Miller v. Griesel, 261 Ind. 604, 308 N.E.2d 701, 706 (1974).
Howard maintains that in light of a school's "heightened" duty of care to students, Penn should not be able to assert the affirmative defense of contributory negligence because West directed Howard to perform the aerial stunt. Specifically, Howard asserts that where a defendant causes a plaintiff to engage in conduct that results in injury, that defendant cannot ask a trier-of-fact to place any blame on the plaintiff. In support of that contention, Howard directs us to case law from other jurisdictions. There is no Indiana law directly on point to support his position.
We do not find the case law upon which Howard relies persuasive. Initially, we note that one of the opinions is no longer good law. See Santoni v. Schaerf, 48 Md.App. 498, 428 A.2d 94 (1981), rev'd by 292 Md. 582, 441 A.2d 323 (1982). Further, the other cases involve alleged negligence in the rendering of professional services where the plaintiffs reasonably relied upon the advice of defendants who were professionals. For example, in Rowe v. Sisters of Pallottine Missionary Soc'y, 211 W.Va. 16, 560 S.E.2d 491, 497 (2001), the court observed:
In the context of medical malpractice actions, courts usually place extreme limits upon a health care provider's use of the defense of comparative negligence. Courts do this because of the " disparity in medical knowledge between the patient and the physician," and because of the "patient's justifiable reliance on the [physician's] recommendations and care."

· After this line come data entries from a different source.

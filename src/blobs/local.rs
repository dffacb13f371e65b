use crate::prelude::*;

use crate::base::record::BlobRef;
use crate::blobs::{BlobStore, check_key};
use std::path::{Path, PathBuf};

const FILE_SCHEME: &str = "file://";

/// Stores blobs as files below a root directory.
///
/// References are `file://` URLs with absolute paths; `get` refuses any
/// reference that resolves outside the root.
pub struct LocalBlobStore {
    root: PathBuf,
}

impl LocalBlobStore {
    /// Open a store rooted at `root`, creating the directory if needed.
    pub fn new(root: impl AsRef<Path>) -> Result<Self> {
        let root = root.as_ref();
        std::fs::create_dir_all(root).map_err(|e| {
            Error::blob(format!("failed to create blob root {}: {e}", root.display()))
        })?;
        let root = root.canonicalize().map_err(|e| {
            Error::blob(format!("failed to resolve blob root {}: {e}", root.display()))
        })?;
        info!(root = %root.display(), "local blob store opened");
        Ok(Self { root })
    }

    pub fn root(&self) -> &Path {
        &self.root
    }

    fn path_for_ref(&self, blob_ref: &BlobRef) -> Result<PathBuf> {
        let path = blob_ref
            .as_str()
            .strip_prefix(FILE_SCHEME)
            .map(PathBuf::from)
            .ok_or_else(|| Error::blob(format!("not a file blob reference: {blob_ref}")))?;
        let relative = path
            .strip_prefix(&self.root)
            .map_err(|_| Error::blob(format!("blob reference outside store root: {blob_ref}")))?;
        let key = relative.to_string_lossy().replace('\\', "/");
        check_key(&key)?;
        Ok(path)
    }
}

#[async_trait]
impl BlobStore for LocalBlobStore {
    async fn put(&self, key: &str, data: Bytes, _content_type: Option<&str>) -> Result<BlobRef> {
        check_key(key)?;
        let path = self.root.join(key);
        if let Some(parent) = path.parent() {
            tokio::fs::create_dir_all(parent)
                .await
                .map_err(|e| Error::blob(format!("failed to create {}: {e}", parent.display())))?;
        }
        tokio::fs::write(&path, &data)
            .await
            .map_err(|e| Error::blob(format!("failed to write {}: {e}", path.display())))?;
        debug!(path = %path.display(), size = data.len(), "blob written");
        Ok(BlobRef(format!("{FILE_SCHEME}{}", path.display())))
    }

    async fn get(&self, blob_ref: &BlobRef) -> Result<Bytes> {
        let path = self.path_for_ref(blob_ref)?;
        let data = tokio::fs::read(&path)
            .await
            .map_err(|e| Error::blob(format!("failed to read {}: {e}", path.display())))?;
        Ok(Bytes::from(data))
    }
}
//! Display decoration for fetched records: relative date buckets, time and
//! size labels, and grouping by bucket.

use crate::prelude::*;

use crate::base::record::TransferRecord;
use chrono::NaiveDate;
use indexmap::IndexMap;
use std::fmt;

const MILLIS_PER_DAY: i64 = 24 * 60 * 60 * 1000;
const BYTES_PER_MB: f64 = 1024.0 * 1024.0;

/// Relative age of a record, counted in started 24-hour windows.
#[derive(Debug, Clone, Copy, PartialEq, Eq, Hash, Serialize)]
#[serde(tag = "bucket", content = "value", rename_all = "snake_case")]
pub enum DateBucket {
    Today,
    Yesterday,
    /// Between 2 and 6 days ago inclusive.
    DaysAgo(u32),
    Date(NaiveDate),
}

impl DateBucket {
    /// Bucket `created_at` relative to `now`. The distance is absolute, so
    /// records stamped slightly ahead of a skewed local clock still land in
    /// `Today`.
    pub fn classify(created_at: DateTime<Utc>, now: DateTime<Utc>) -> Self {
        let diff_ms = (now - created_at).num_milliseconds().unsigned_abs();
        let days = diff_ms.div_ceil(MILLIS_PER_DAY as u64);
        match days {
            0 | 1 => DateBucket::Today,
            2 => DateBucket::Yesterday,
            3..=7 => DateBucket::DaysAgo((days - 1) as u32),
            _ => DateBucket::Date(created_at.date_naive()),
        }
    }
}

impl fmt::Display for DateBucket {
    fn fmt(&self, f: &mut fmt::Formatter<'_>) -> fmt::Result {
        match self {
            DateBucket::Today => f.write_str("Today"),
            DateBucket::Yesterday => f.write_str("Yesterday"),
            DateBucket::DaysAgo(n) => write!(f, "{n} days ago"),
            DateBucket::Date(date) => write!(f, "{}", date.format("%d/%m/%Y")),
        }
    }
}

pub fn format_file_size(bytes: u64) -> String {
    format!("{:.2} MB", bytes as f64 / BYTES_PER_MB)
}

pub fn format_time(at: DateTime<Utc>) -> String {
    at.format("%H:%M").to_string()
}

#[derive(Debug, Clone, PartialEq, Serialize)]
pub struct DecoratedRecord {
    #[serde(flatten)]
    pub record: TransferRecord,
    pub bucket: DateBucket,
    pub date_label: String,
    pub time_label: String,
    /// Present for binary kinds only.
    pub size_label: Option<String>,
}

impl DecoratedRecord {
    pub fn new(record: TransferRecord, now: DateTime<Utc>) -> Self {
        let bucket = DateBucket::classify(record.created_at, now);
        Self {
            date_label: bucket.to_string(),
            time_label: format_time(record.created_at),
            size_label: record.file_size().map(format_file_size),
            bucket,
            record,
        }
    }
}

#[derive(Debug, Clone, PartialEq, Serialize)]
pub struct DateGroup {
    pub label: String,
    pub records: Vec<DecoratedRecord>,
}

/// Decorate and group records by date label.
///
/// Groups appear in order of their first record and each group keeps input
/// order, so newest-first input stays newest-first across and within groups.
pub fn group_by_date(records: Vec<TransferRecord>, now: DateTime<Utc>) -> Vec<DateGroup> {
    let mut groups: IndexMap<String, Vec<DecoratedRecord>> = IndexMap::new();
    for record in records {
        let decorated = DecoratedRecord::new(record, now);
        groups
            .entry(decorated.date_label.clone())
            .or_default()
            .push(decorated);
    }
    groups
        .into_iter()
        .map(|(label, records)| DateGroup { label, records })
        .collect()
}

(Citations omitted, emphasis added). And in Stroud v. Arthur Andersen Co., 37 P.3d 783, 789 (Okla. 2001), the court recognized that a certified public accountant's duty to his client, "while not coterminous with those of lawyers and doctors, is certainly comparable. . . . The Court is mindful of the enhanced obligations and responsibilities owed to the public by a person who dons the mantle of a professional."
In essence, Howard invites us to analogize a physician's duty to his patients and a certified public accountant's duty to his clients with a school's duty to its students. But Howard ignores the fundamental difference between the two types of relationships. Physicians and certified public accountants have specialized knowledge upon which their patients and clients are generally entitled to rely. But a school does not render a service for its students comparable to the specialized fields of medicine and accounting. Rather, a school merely has a duty to exercise ordinary and reasonable care for the safety of its students. See Miller, 308 N.E.2d at 706.

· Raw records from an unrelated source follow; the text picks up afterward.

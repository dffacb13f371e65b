//! Byte storage for transferred files.
//!
//! The relay never inspects blob content. It hands bytes to a [`BlobStore`]
//! under a key it chose and persists the returned [`BlobRef`] in the record.

use crate::prelude::*;

use crate::base::record::BlobRef;

pub mod local;
pub mod memory;
pub mod s3;

#[async_trait]
pub trait BlobStore: Send + Sync {
    /// Store `data` under `key` and return a reference that `get` accepts.
    async fn put(&self, key: &str, data: Bytes, content_type: Option<&str>) -> Result<BlobRef>;

    async fn get(&self, blob_ref: &BlobRef) -> Result<Bytes>;
}

/// Reject keys that could escape a prefix or address a directory.
pub(crate) fn check_key(key: &str) -> Result<()> {
    if key.is_empty() || key.starts_with('/') || key.ends_with('/') {
        return Err(Error::blob(format!("invalid blob key `{key}`")));
    }
    if key.split('/').any(|seg| seg.is_empty() || seg == "." || seg == "..") {
        return Err(Error::blob(format!("invalid blob key `{key}`")));
    }
    Ok(())
}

We conclude that Howard's proffered instruction No. 6 is not an accurate statement of Indiana law. As such, we hold that the trial court did not abuse its discretion when it refused to give the instruction.
Conclusion
The trial court abused its discretion when it instructed the jury regarding the standard of care attributable to Howard and the last clear chance doctrine. We reverse and remand for a new trial. The trial court did not abuse its discretion when it refused to give Howard's proffered instruction No. 6.
Reversed and remanded for a new trial.
SULLIVAN, J., and RILEY, J., concur.